### The task
Which lines below include the string "commands"? Please show each one.

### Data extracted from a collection
↓↓↓

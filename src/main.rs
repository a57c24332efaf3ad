use clap::Parser;
use spendboard::args::{Args, Command};
use spendboard::{commands, Config, Mode, Result};
use std::process::ExitCode;
use tracing::{debug, error, trace};
use tracing_subscriber::filter::LevelFilter;
use tracing_subscriber::EnvFilter;

#[tokio::main]
async fn main() -> ExitCode {
    let args = Args::parse();
    let log_level = args.common().log_level();
    init_logger(log_level);
    debug!("Log level set to {}", log_level.to_string().to_lowercase());

    match main_inner(args).await {
        Ok(_) => ExitCode::SUCCESS,
        Err(e) => {
            error!("Exiting with error: {e:#}");
            ExitCode::FAILURE
        }
    }
}

pub async fn main_inner(args: Args) -> Result<()> {
    trace!("{args:?}");
    let home = args.common().home().path();
    let json = args.common().json();
    let today = chrono::Local::now().date_naive();

    // This allows for running the program against demo data. When SPENDBOARD_IN_TEST_MODE is set
    // and non-zero in length, then the mode will be Mode::Testing, otherwise it will be
    // Mode::Files.
    let mode = Mode::from_env();

    // Route to appropriate command handler
    match args.command() {
        Command::Init => commands::init(home).await?.emit(json),

        Command::Dashboard(dashboard_args) => {
            let config = Config::load(home).await?;
            commands::dashboard(&config, mode, dashboard_args, today)
                .await?
                .emit(json)
        }

        Command::Breakdown(breakdown_args) => {
            let config = Config::load(home).await?;
            commands::breakdown(&config, mode, breakdown_args, today)
                .await?
                .emit(json)
        }

        Command::Report(report_args) => {
            let config = Config::load(home).await?;
            commands::report(&config, mode, report_args, today)
                .await?
                .emit(json)
        }
    }
}

/// Initializes the tracing subscriber.
pub fn init_logger(level: LevelFilter) {
    let filter = match std::env::var("RUST_LOG").ok() {
        Some(_) => {
            // RUST_LOG exists; use it.
            EnvFilter::from_default_env()
        }
        None => {
            // RUST_LOG does not exist; use default log level for this crate only.
            EnvFilter::new(format!(
                "{}={},{}={}",
                env!("CARGO_CRATE_NAME"),
                level,
                env!("CARGO_BIN_NAME"),
                level
            ))
        }
    };

    tracing_subscriber::fmt()
        .with_env_filter(filter)
        .with_writer(std::io::stderr)
        .init();
}
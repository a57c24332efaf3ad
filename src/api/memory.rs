//! Implements the `DataSource` trait using in-memory data.
//!
//! Note: this is compiled even in the "production" version of this app so that we can run the whole
//! app, top-to-bottom, without any data files.

use crate::api::DataSource;
use crate::model::{Amount, Category, Expense, ExpenseFilter, Income, IncomeFilter, IncomeSource};
use crate::Result;
use anyhow::Context;
use chrono::NaiveDate;
use std::io::Cursor;
use std::str::FromStr;
use tracing::error;

/// An implementation of the `DataSource` trait that holds its records in memory. By default, it
/// is seeded with some demo data.
#[derive(Debug, Clone, Default)]
pub struct MemoryStore {
    expenses: Vec<Expense>,
    income: Vec<Income>,
    categories: Vec<Category>,
}

impl MemoryStore {
    /// Create a new `MemoryStore` holding exactly the given records.
    pub fn new(expenses: Vec<Expense>, income: Vec<Income>, categories: Vec<Category>) -> Self {
        Self {
            expenses,
            income,
            categories,
        }
    }

    /// Create a `MemoryStore` holding the seed data from this module.
    pub fn seeded() -> Result<Self> {
        Ok(Self::new(
            parse_expenses(EXPENSE_DATA).context("Bad expense seed data")?,
            parse_income(INCOME_DATA).context("Bad income seed data")?,
            parse_categories(CATEGORY_DATA).context("Bad category seed data")?,
        ))
    }

    /// The seeded store, or an empty one if the seed data cannot be parsed.
    pub fn demo() -> Self {
        Self::seeded().unwrap_or_else(|e| {
            error!("Unable to load the seed data, continuing without it: {e:#}");
            Self::default()
        })
    }
}

#[async_trait::async_trait]
impl DataSource for MemoryStore {
    async fn expenses(&self, filter: &ExpenseFilter) -> Result<Vec<Expense>> {
        Ok(self
            .expenses
            .iter()
            .filter(|e| filter.matches(e))
            .cloned()
            .collect())
    }

    async fn income(&self, filter: &IncomeFilter) -> Result<Vec<Income>> {
        Ok(self
            .income
            .iter()
            .filter(|i| filter.matches(i))
            .cloned()
            .collect())
    }

    async fn categories(&self) -> Result<Vec<Category>> {
        Ok(self.categories.clone())
    }
}

/// Loads data rows, without the header row, from a CSV-formatted string.
fn load_csv(csv_data: &str) -> Result<Vec<Vec<String>>> {
    let mut rdr = csv::ReaderBuilder::new()
        .has_headers(true)
        .from_reader(Cursor::new(csv_data.as_bytes()));

    let mut rows: Vec<Vec<String>> = Vec::new();
    for result in rdr.records() {
        let record = result?;
        rows.push(record.iter().map(|field| field.to_string()).collect());
    }
    Ok(rows)
}

/// Returns the cell at `ix`, failing if the row is too short.
fn cell(row: &[String], ix: usize) -> Result<&str> {
    row.get(ix)
        .map(|s| s.as_str())
        .with_context(|| format!("Column {ix} is missing from row {row:?}"))
}

fn optional(value: &str) -> Option<String> {
    let trimmed = value.trim();
    (!trimmed.is_empty()).then(|| trimmed.to_string())
}

fn parse_date(value: &str) -> Result<NaiveDate> {
    NaiveDate::parse_from_str(value, "%Y-%m-%d").with_context(|| format!("Bad date '{value}'"))
}

fn parse_amount(value: &str) -> Result<Amount> {
    Amount::from_str(value).with_context(|| format!("Bad amount '{value}'"))
}

fn parse_expenses(csv_data: &str) -> Result<Vec<Expense>> {
    let mut expenses = Vec::new();
    for row in load_csv(csv_data)? {
        let mut expense = Expense::new(
            parse_amount(cell(&row, 3)?)?,
            parse_date(cell(&row, 1)?)?,
            cell(&row, 2)?,
        )
        .id(cell(&row, 0)?);
        if let Some(description) = optional(cell(&row, 4)?) {
            expense = expense.description(description);
        }
        expenses.push(expense);
    }
    Ok(expenses)
}

fn parse_income(csv_data: &str) -> Result<Vec<Income>> {
    let mut income = Vec::new();
    for row in load_csv(csv_data)? {
        let source_name = cell(&row, 2)?;
        let source = IncomeSource::from_str(source_name)
            .with_context(|| format!("Bad income source '{source_name}'"))?;
        let mut record = Income::new(
            parse_amount(cell(&row, 3)?)?,
            parse_date(cell(&row, 1)?)?,
            source,
        )
        .id(cell(&row, 0)?);
        if let Some(description) = optional(cell(&row, 4)?) {
            record = record.description(description);
        }
        income.push(record);
    }
    Ok(income)
}

fn parse_categories(csv_data: &str) -> Result<Vec<Category>> {
    let mut categories = Vec::new();
    for row in load_csv(csv_data)? {
        let mut category = Category::with_id(cell(&row, 0)?, cell(&row, 1)?);
        if let Some(color) = optional(cell(&row, 2)?) {
            category = category.color(color);
        }
        categories.push(category);
    }
    Ok(categories)
}

/// Seed category data.
const CATEGORY_DATA: &str = r##"id,name,color
groceries,Groceries,#4caf50
dining,Dining Out,#ff9800
transport,Transport,#2196f3
utilities,Utilities,#9c27b0
fun,Entertainment,#e91e63
health,Health,
"##;

/// Seed expense data.
const EXPENSE_DATA: &str = r##"id,date,category_id,amount,description
e101,2026-10-02,groceries,$87.43,Whole Foods Market
e102,2026-10-03,dining,$14.85,Chipotle Mexican Grill
e103,2026-10-05,transport,$52.30,Shell Gas Station
e104,2026-10-07,utilities,$142.67,PG&E Electric
e105,2026-10-09,groceries,$63.21,Trader Joe's
e106,2026-10-11,fun,$45.00,Concert tickets
e107,2026-10-14,dining,$42.30,Olive Garden
e201,2026-09-04,groceries,$118.56,Costco Wholesale
e202,2026-09-10,utilities,$139.12,PG&E Electric
e203,2026-09-18,transport,$61.45,Shell Station
e204,2026-09-25,health,$30.00,
e301,2026-08-06,groceries,$95.82,Safeway
e302,2026-08-20,fun,$60.00,Movie night
e401,2026-03-15,utilities,$120.00,City Water District
e501,2025-12-20,fun,$200.00,Holiday party
"##;

/// Seed income data.
const INCOME_DATA: &str = r##"id,date,source,amount,description
i101,2026-10-01,salary,"$3,200.00",October paycheck
i102,2026-10-12,freelance,$450.00,Logo design
i201,2026-09-01,salary,"$3,200.00",September paycheck
i301,2026-08-01,salary,"$3,200.00",August paycheck
i302,2026-08-15,gift,$100.00,
i401,2026-03-01,salary,"$3,000.00",March paycheck
"##;

#[cfg(test)]
mod tests {
    use super::*;
    use crate::analytics::{total_expenses, total_income};
    use crate::model::DateWindow;
    use crate::test::date;

    #[test]
    fn test_seed_data_parses() {
        let store = MemoryStore::seeded().unwrap();
        assert_eq!(store.expenses.len(), 15);
        assert_eq!(store.income.len(), 6);
        assert_eq!(store.categories.len(), 6);

        let health = store.categories.iter().find(|c| c.id() == "health").unwrap();
        assert_eq!(health.color_hex(), None);
        let costco = store.expenses.iter().find(|e| e.get_id() == "e201").unwrap();
        assert_eq!(costco.get_description(), Some("Costco Wholesale"));
        let pharmacy = store.expenses.iter().find(|e| e.get_id() == "e204").unwrap();
        assert_eq!(pharmacy.get_description(), None);
    }

    #[test]
    fn test_quoted_amounts_keep_thousands() {
        let store = MemoryStore::seeded().unwrap();
        let paycheck = store.income.iter().find(|i| i.get_id() == "i101").unwrap();
        assert_eq!(paycheck.amount(), Amount::from(3200));
    }

    #[tokio::test]
    async fn test_filters_by_window() {
        let store = MemoryStore::demo();
        let october = DateWindow::month_of(date(2026, 10, 16)).unwrap();

        let expenses = store
            .expenses(&ExpenseFilter::in_window(october))
            .await
            .unwrap();
        assert_eq!(expenses.len(), 7);
        assert_eq!(total_expenses(&expenses), Amount::from_str("447.76").unwrap());

        let income = store.income(&IncomeFilter::in_window(october)).await.unwrap();
        assert_eq!(total_income(&income), Amount::from(3650));
    }

    #[tokio::test]
    async fn test_filters_by_category_and_description() {
        let store = MemoryStore::demo();
        let filter = ExpenseFilter {
            category_id: Some("utilities".to_string()),
            description: Some("pg&e".to_string()),
            ..ExpenseFilter::default()
        };
        let expenses = store.expenses(&filter).await.unwrap();
        let ids: Vec<&str> = expenses.iter().map(|e| e.get_id()).collect();
        assert_eq!(ids, vec!["e104", "e202"]);
    }

    #[tokio::test]
    async fn test_empty_store() {
        let store = MemoryStore::default();
        assert!(store.categories().await.unwrap().is_empty());
        assert!(store
            .income(&IncomeFilter::default())
            .await
            .unwrap()
            .is_empty());
    }

    #[test]
    fn test_bad_seed_row_is_an_error() {
        let bad = "id,date,category_id,amount,description\nx,not-a-date,food,$1.00,\n";
        assert!(parse_expenses(bad).is_err());
        let bad = "id,date,source,amount,description\nx,2026-01-01,lottery,$1.00,\n";
        assert!(parse_income(bad).is_err());
    }
}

↑↑↑

### Response area
use spendboard::{commands, Config, Mode, Result};
        Command::Init => commands::init(home).await?.emit(json),
            commands::dashboard(&config, mode, dashboard_args, today)
            commands::breakdown(&config, mode, breakdown_args, today)
            commands::report(&config, mode, report_args, today)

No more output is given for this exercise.